David Foster Wallace possède aujourd’hui une popularité auprès des écrivains et des critiques étrangers similaire à celle de Roberto Bolaño. Ce prosateur atypique, qui mesurait un mètre quatre-vingt-trois pour cent kilos, s’est suicidé par pendaison en 2008 à l’âge de 46 ans. En France, Au Diable vauvert a vaillamment défendu son œuvre, de Brefs entretiens avec des hommes hideux (2005, repris chez J’ai lu) au Roi pâle (2012) en passant par La fonction du balai (2009, repris chez J’ai lu). En attendant la parution en octobre du Sujet dépressif - et surtout celle, à L’Olivier, de son opus majeur, Infinite jest -, on peut faire plus ample connaissance avec un personnage hors normes en plongeant dans le décoiffant ouvrage que lui consacre David Lipsky.
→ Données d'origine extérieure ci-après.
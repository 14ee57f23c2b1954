use crate::error::ValuationError;
use chrono::NaiveDate;
use core_types::{Close, PriceTable, RawPriceData, Ticker};
use std::collections::HashSet;
use tracing::debug;

/// Brings raw provider output into one canonical shape: a date-indexed table
/// with exactly one column per requested ticker, in request order.
///
/// - A single series is promoted to a one-column table named by the sole requested ticker.
/// - A requested ticker the provider knows nothing about becomes an all-missing column.
/// - Provider columns that were not requested are discarded.
/// - Rows where every requested ticker is missing (exchange holidays) are dropped.
pub fn normalize_prices(
    raw: RawPriceData,
    requested: &[Ticker],
) -> Result<PriceTable, ValuationError> {
    let requested = dedup(requested);

    let table = match raw {
        RawPriceData::Series(points) => promote_series(points, &requested)?,
        RawPriceData::Table(table) => select_columns(&table, &requested)?,
    };

    debug!(
        rows = table.len(),
        columns = table.tickers().len(),
        "Normalized price matrix"
    );
    Ok(table)
}

fn dedup(requested: &[Ticker]) -> Vec<Ticker> {
    let mut seen = HashSet::new();
    requested
        .iter()
        .filter(|t| seen.insert(*t))
        .cloned()
        .collect()
}

fn promote_series(
    mut points: Vec<(NaiveDate, Close)>,
    requested: &[Ticker],
) -> Result<PriceTable, ValuationError> {
    if requested.len() != 1 {
        return Err(ValuationError::AmbiguousSeries(requested.len()));
    }

    points.sort_by_key(|(date, _)| *date);
    if let Some(pair) = points.windows(2).find(|w| w[0].0 == w[1].0) {
        return Err(ValuationError::DuplicateDate(pair[0].0));
    }

    let mut table = PriceTable::new(requested.to_vec())?;
    for (date, close) in points {
        if close.is_some() {
            table.push_row(date, vec![close])?;
        }
    }
    Ok(table)
}

fn select_columns(
    source: &PriceTable,
    requested: &[Ticker],
) -> Result<PriceTable, ValuationError> {
    let sources: Vec<Option<usize>> = requested
        .iter()
        .map(|ticker| source.column_index(ticker))
        .collect();

    let mut table = PriceTable::new(requested.to_vec())?;
    let mut dropped = 0usize;
    for (date, closes) in source.rows() {
        let row: Vec<Close> = sources
            .iter()
            .map(|index| index.and_then(|i| closes[i]))
            .collect();

        if row.iter().all(Option::is_none) {
            dropped += 1;
            continue;
        }
        table.push_row(date, row)?;
    }

    if dropped > 0 {
        debug!(dropped, "Dropped dates with no data for any requested ticker");
    }
    Ok(table)
}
Journaliste à Rolling Stone, Lipsky avait 30 ans quand il a rencontré un Foster Wallace de quatre ans son aîné. L’écrivain terminait alors la tournée promotionnelle d’Infinite jest. Il était déjà une star aux Etats-Unis. On suivra ici au plus près un type qui chiquait du tabac, portait un bandana dans ses cheveux, jouait aux échecs, appréciait les "films avec des explosions". Cinq jours d’affilée, Lipsky n’a pas lâché son sujet d’une semelle. Lequel lui parle sans détour de son rapport à l’alcool et aux drogues, de sa crise de la quarantaine à 27 ans, de ses obsessions successives pour Melanie Griffith et Alanis Morissette, de son complexe d’infériorité vis-à-vis de William T. Vollmann, de ses erreurs et de ses envies.
Le résultat donne un livre à la fois sidérant, passionnant et vivifiant. A lire d’urgence, qu’on soit ou non familier du travail de David Foster Wallace. Al. F.